Main Line-1 (ML-1) aims to modernize the 1,726-km-long colonial-era railway line stretching from Karachi to Peshawar, with IMF approval and US$6.67 billion from China, a leading newspaper in the country reported. The loan depends on the ability of the Finance Ministry to provide sovereign guarantee for the loan.
However, the project budget has been cut by 32 percent. The China–Pakistan Economic Corridor (CPEC) is a collection of infrastructure and other projects under construction in Pakistan since 2013.
Pakistan received a $3 billion bailout package from the International Monetary Fund (IMF) on June 30, which later released an initial advance installment of about $1.2 billion. The country, burdened with debt, had assured the IMF of eight billion dollars for external payments.

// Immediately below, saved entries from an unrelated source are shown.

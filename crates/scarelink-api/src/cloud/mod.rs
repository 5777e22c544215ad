// ── Cloud relay contract ──
//
// The relay is a JSON document tree with three operations: read a node,
// append a child with a generated key, and subscribe to a node's live value.
// `RestDocumentStore` speaks the REST/SSE dialect; anything else that can do
// those three things can sit behind `DocumentStore`.

mod rest;
mod sse;

use std::pin::Pin;

use async_trait::async_trait;
use chrono::{DateTime, Utc};
use futures_core::Stream;
use serde::{Deserialize, Serialize};
use serde_json::Value;

use crate::error::Error;

pub use rest::RestDocumentStore;
pub use sse::{SseDecoder, SseEvent};

/// Live values of one document node. Every item is the whole node after an
/// update was applied.
pub type DocumentStream = Pin<Box<dyn Stream<Item = Result<Value, Error>> + Send>>;

/// Minimal read/append/subscribe access to a document-sync service.
#[async_trait]
pub trait DocumentStore: Send + Sync {
    /// Current value at `path`, or `None` if the node does not exist.
    async fn read(&self, path: &str) -> Result<Option<Value>, Error>;

    /// Append `document` under `collection`; returns the generated key.
    async fn append(&self, collection: &str, document: Value) -> Result<String, Error>;

    /// Open a live subscription to `path`.
    async fn subscribe(&self, path: &str) -> Result<DocumentStream, Error>;
}

// ── Per-device layout ────────────────────────────────────────────────

/// Node paths for one device.
#[derive(Debug, Clone, PartialEq, Eq)]
pub struct DevicePaths {
    device_id: String,
}

impl DevicePaths {
    pub fn new(device_id: impl Into<String>) -> Self {
        Self {
            device_id: device_id.into(),
        }
    }

    pub fn device_id(&self) -> &str {
        &self.device_id
    }

    pub fn root(&self) -> String {
        format!("devices/{}", self.device_id)
    }

    pub fn telemetry(&self) -> String {
        format!("devices/{}/telemetry", self.device_id)
    }

    pub fn presence(&self) -> String {
        format!("devices/{}/presence", self.device_id)
    }

    pub fn commands(&self) -> String {
        format!("devices/{}/commands", self.device_id)
    }
}

// ── Documents ────────────────────────────────────────────────────────

/// Lifecycle marker of a queued command document. The device flips it once
/// it has acted.
#[derive(Debug, Clone, Copy, PartialEq, Eq, Serialize, Deserialize)]
#[serde(rename_all = "lowercase")]
pub enum PendingStatus {
    Pending,
    Done,
    Failed,
}

/// A command queued for the device to pick up.
#[derive(Debug, Clone, PartialEq, Serialize, Deserialize)]
pub struct PendingCommand {
    pub action: String,
    #[serde(default)]
    pub params: serde_json::Map<String, Value>,
    pub status: PendingStatus,
    pub created_at: DateTime<Utc>,
}

impl PendingCommand {
    pub fn new(action: impl Into<String>, params: serde_json::Map<String, Value>) -> Self {
        Self {
            action: action.into(),
            params,
            status: PendingStatus::Pending,
            created_at: Utc::now(),
        }
    }
}

/// The presence node the device heartbeats into.
#[derive(Debug, Clone, Copy, PartialEq, Eq, Serialize, Deserialize)]
#[serde(rename_all = "camelCase")]
pub struct PresenceDocument {
    /// Epoch milliseconds of the device's last heartbeat.
    pub last_seen: i64,
}

#[cfg(test)]
#[allow(clippy::unwrap_used)]
mod tests {
    use super::*;

    #[test]
    fn device_paths() {
        let paths = DevicePaths::new("crow-01");
        assert_eq!(paths.telemetry(), "devices/crow-01/telemetry");
        assert_eq!(paths.presence(), "devices/crow-01/presence");
        assert_eq!(paths.commands(), "devices/crow-01/commands");
    }

    #[test]
    fn pending_command_shape() {
        let mut params = serde_json::Map::new();
        params.insert("volume".into(), serde_json::json!(0.5));
        let doc = serde_json::to_value(PendingCommand::new("SET_VOLUME", params)).unwrap();

        assert_eq!(doc["action"], "SET_VOLUME");
        assert_eq!(doc["params"]["volume"], 0.5);
        assert_eq!(doc["status"], "pending");
        assert!(doc["created_at"].is_string());
    }

    #[test]
    fn presence_uses_camel_case() {
        let doc: PresenceDocument = serde_json::from_str(r#"{"lastSeen":1700000000000}"#).unwrap();
        assert_eq!(doc.last_seen, 1_700_000_000_000);
    }
}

A senior official said during a media briefing that the framework agreement for ML-1 was signed in May 2017 for an estimated cost of $9.8 billion, for which PC-1 (Planning Commission's approval) was approved by the Executive Committee of the National Economic Council. The preliminary plan) was approved in August 2020.
However, the project has gone through ups and downs amid changing priorities and governments in Islamabad. The cost of the project has now been revised to USD 6.67 billion by both the parties.
Caretaker Prime Minister Anwar ul Haq Kakkar is likely to visit Beijing next to represent Pakistan at the Belt and Road Initiative (BRI) conference. During this time both the countries are expected to make a formal announcement and sign an addendum to the Framework Agreement.